Requirement: The lines from the one holding "Some(first.to_uppercase().chain(chars).collect())" to the end of the records below, exactly as written, are the only thing to return.

Stored data:
------------------------

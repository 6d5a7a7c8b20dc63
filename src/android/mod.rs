//! Android binary XML (AXML) manifest decoding.

pub mod badging;
pub mod binary_xml;
pub mod chunk;
pub mod components;
pub mod error;
pub mod fallback;
pub mod manifest;
pub mod reader;
pub mod resource_map;
pub mod string_pool;
pub mod typed_value;
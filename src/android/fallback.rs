//! Best-effort recovery for manifests the strict walker cannot read.
//!
//! Only a string pool is needed: the pool is located by scanning for a
//! plausible chunk header anywhere in the buffer, and the manifest fields are
//! guessed from the shape of the strings it holds.

use crate::android::chunk::{read_chunk_header, ChunkType};
use crate::android::reader::ByteReader;
use crate::android::string_pool::StringPool;
use crate::types::{push_unique, ManifestInfo};
use log::{debug, trace};

/// `ResStringPool_header` size; scanned chunks must declare it.
const STRING_POOL_HEADER_SIZE: usize = 28;

/// Strings searched before/after `application` for a label.
const LABEL_WINDOW_BEFORE: usize = 5;
const LABEL_WINDOW_AFTER: usize = 25;

/// Entries after `minSdkVersion`/`targetSdkVersion` searched for a number.
const SDK_WINDOW: usize = 5;

const PERMISSION_MARKER: &str = ".permission.";
const ANDROID_PERMISSION_PREFIX: &str = "android.permission.";

/// Class names under a `.permission.` package, not permissions.
const COMPONENT_CLASS_SUFFIXES: &[&str] = &["Activity", "Service", "Receiver", "Provider"];

/// Structural words that show up capitalized in pools but are never labels.
const EXCLUDED_LABELS: &[&str] = &[
    "name", "label", "application", "activity", "service", "receiver", "provider", "release",
    "debug", "main", "launcher", "default", "browsable", "view", "version", "sdk", "min", "max",
    "target", "true", "false", "null", "value", "config", "string", "layout", "drawable",
    "color", "dimen", "style", "array", "integer", "bool", "id", "attr", "anim", "menu", "raw",
    "xml", "font", "navigation", "transition",
];

/// Recover what can be recovered from the first usable string pool.
///
/// Returns `None` when no string pool is found or none of its strings look
/// like manifest data.
pub fn recover(data: &[u8]) -> Option<ManifestInfo> {
    let Some(pool) = find_string_pool(data) else {
        debug!("no string pool found in {} bytes", data.len());
        return None;
    };
    let info = recover_from_strings(pool.strings());
    if info.is_empty() {
        debug!("string pool of {} entries held no manifest data", pool.len());
        None
    } else {
        Some(info)
    }
}

/// Scan 4-byte aligned offsets for a string pool chunk that decodes to at
/// least one string.
pub fn find_string_pool(data: &[u8]) -> Option<StringPool> {
    let reader = ByteReader::new(data);
    let mut offset = 0;
    while offset + STRING_POOL_HEADER_SIZE <= data.len() {
        if reader.read_u16(offset) == Some(0x0001)
            && reader.read_u16(offset + 2) == Some(STRING_POOL_HEADER_SIZE as u16)
        {
            if let Ok(header) = read_chunk_header(&reader, offset) {
                if header.chunk_type == ChunkType::StringPool {
                    match StringPool::parse(&reader, &header) {
                        Ok(pool) if pool.strings().iter().any(|s| !s.is_empty()) => {
                            trace!("string pool found at offset {offset}");
                            return Some(pool);
                        }
                        Ok(_) => {}
                        Err(err) => trace!("candidate pool at offset {offset}: {err}"),
                    }
                }
            }
        }
        offset += 4;
    }
    None
}

/// Apply every heuristic to a flat list of pool strings.
pub fn recover_from_strings(strings: &[String]) -> ManifestInfo {
    let mut info = ManifestInfo::new();
    for permission in strings.iter().filter(|s| is_permission(s)) {
        push_unique(&mut info.permissions, permission.clone());
    }
    info.version_code = version_code(strings);
    info.version_name = version_name(strings);
    info.package_name = package_name(strings);
    info.app_label = app_label(strings).or_else(|| {
        info.package_name
            .as_deref()
            .and_then(label_from_package)
    });
    info.min_sdk = sdk_after(strings, "minSdkVersion");
    info.target_sdk = sdk_after(strings, "targetSdkVersion");
    info
}

pub fn is_permission(s: &str) -> bool {
    if s.starts_with(ANDROID_PERMISSION_PREFIX) {
        return true;
    }
    if !s.contains(PERMISSION_MARKER) {
        return false;
    }
    !COMPONENT_CLASS_SUFFIXES
        .iter()
        .any(|suffix| s.ends_with(suffix))
}

fn is_all_digits(s: &str) -> bool {
    !s.is_empty() && s.bytes().all(|b| b.is_ascii_digit())
}

fn version_code(strings: &[String]) -> Option<String> {
    strings
        .iter()
        .filter(|s| (3..=12).contains(&s.len()) && is_all_digits(s))
        .filter_map(|s| s.parse::<u64>().ok().map(|n| (n, s)))
        .max_by_key(|(n, _)| *n)
        .map(|(_, s)| s.clone())
}

fn version_name(strings: &[String]) -> Option<String> {
    strings
        .iter()
        .find(|s| {
            s.len() <= 60
                && (s.contains('.') || s.contains('-'))
                && s.chars().next().is_some_and(|c| c.is_ascii_digit())
        })
        .cloned()
}

fn is_package_candidate(s: &str) -> bool {
    if !(3..=200).contains(&s.len()) || is_permission(s) {
        return false;
    }
    let Some(first) = s.chars().next() else {
        return false;
    };
    if !(first.is_ascii_alphabetic() || first == '_') {
        return false;
    }
    if !s.chars().all(|c| c.is_ascii_alphanumeric() || c == '_' || c == '.') {
        return false;
    }
    s.split('.').count() >= 2 && s.split('.').all(|segment| !segment.is_empty())
}

/// Packages that own custom permissions such as `com.acme.app.permission.X`.
fn permission_owners(strings: &[String]) -> Vec<&str> {
    let mut owners = vec![];
    for s in strings.iter().filter(|s| is_permission(s)) {
        if s.starts_with(ANDROID_PERMISSION_PREFIX) {
            continue;
        }
        if let Some((owner, _)) = s.split_once(PERMISSION_MARKER) {
            if owner.contains('.') {
                push_unique(&mut owners, owner);
            }
        }
    }
    owners
}

/// Score a package candidate; higher is better.
pub fn package_score(candidate: &str, strings: &[String], owners: &[&str]) -> i64 {
    let dotted = format!("{candidate}.");
    let shared_prefix = strings
        .iter()
        .filter(|s| s.as_str() != candidate && s.starts_with(&dotted))
        .count() as i64;

    let mut score = shared_prefix * 10;
    for owner in owners {
        if *owner == candidate {
            score += 100;
        } else if owner.starts_with(&dotted) || candidate.starts_with(&format!("{owner}.")) {
            score += 40;
        }
    }
    if candidate.starts_with("android.") {
        score -= 50;
    }
    score
}

fn package_name(strings: &[String]) -> Option<String> {
    let owners = permission_owners(strings);
    let mut best: Option<(i64, usize, &String)> = None;
    for candidate in strings.iter().filter(|s| is_package_candidate(s)) {
        let score = package_score(candidate, strings, &owners);
        let segments = candidate.split('.').count();
        let better = match best {
            None => true,
            Some((best_score, best_segments, _)) => {
                (score, segments) > (best_score, best_segments)
            }
        };
        if better {
            best = Some((score, segments, candidate));
        }
    }
    best.map(|(_, _, name)| name.clone())
}

fn is_excluded_label(s: &str) -> bool {
    EXCLUDED_LABELS.iter().any(|e| e.eq_ignore_ascii_case(s))
}

fn starts_capitalized(s: &str) -> bool {
    s.chars().next().is_some_and(|c| c.is_uppercase())
}

fn is_near_label(s: &str) -> bool {
    (2..=50).contains(&s.chars().count())
        && starts_capitalized(s)
        && s.contains(' ')
        && !s.contains('/')
        && !is_excluded_label(s)
}

fn is_loose_label(s: &str) -> bool {
    (3..=50).contains(&s.chars().count())
        && starts_capitalized(s)
        && !s.starts_with("android")
        && !s.starts_with("com.")
        && !s.contains('/')
        && !s.contains('.')
        && !is_excluded_label(s)
}

fn app_label(strings: &[String]) -> Option<String> {
    if let Some(app) = strings.iter().position(|s| s == "application") {
        let after = (app + 1..strings.len()).take(LABEL_WINDOW_AFTER);
        let before = (app.saturating_sub(LABEL_WINDOW_BEFORE)..app).rev();
        if let Some(idx) = after.chain(before).find(|&i| is_near_label(&strings[i])) {
            return Some(strings[idx].clone());
        }
    }
    strings.iter().find(|s| is_loose_label(s)).cloned()
}

fn label_from_package(package: &str) -> Option<String> {
    let last = package.rsplit('.').next()?;
    let mut chars = last.chars();
    let first = chars.next()?;
    Some(first.to_uppercase().chain(chars).collect())
}

fn sdk_after(strings: &[String], keyword: &str) -> Option<String> {
    let idx = strings.iter().position(|s| s == keyword)?;
    strings
        .iter()
        .skip(idx + 1)
        .take(SDK_WINDOW)
        .find(|s| is_all_digits(s))
        .cloned()
}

------------------------

Solution below:
    Some(first.to_uppercase().chain(chars).collect())
}

fn sdk_after(strings: &[String], keyword: &str) -> Option<String> {
    let idx = strings.iter().position(|s| s == keyword)?;
    strings
        .iter()
        .skip(idx + 1)
        .take(SDK_WINDOW)
        .find(|s| is_all_digits(s))
        .cloned()
}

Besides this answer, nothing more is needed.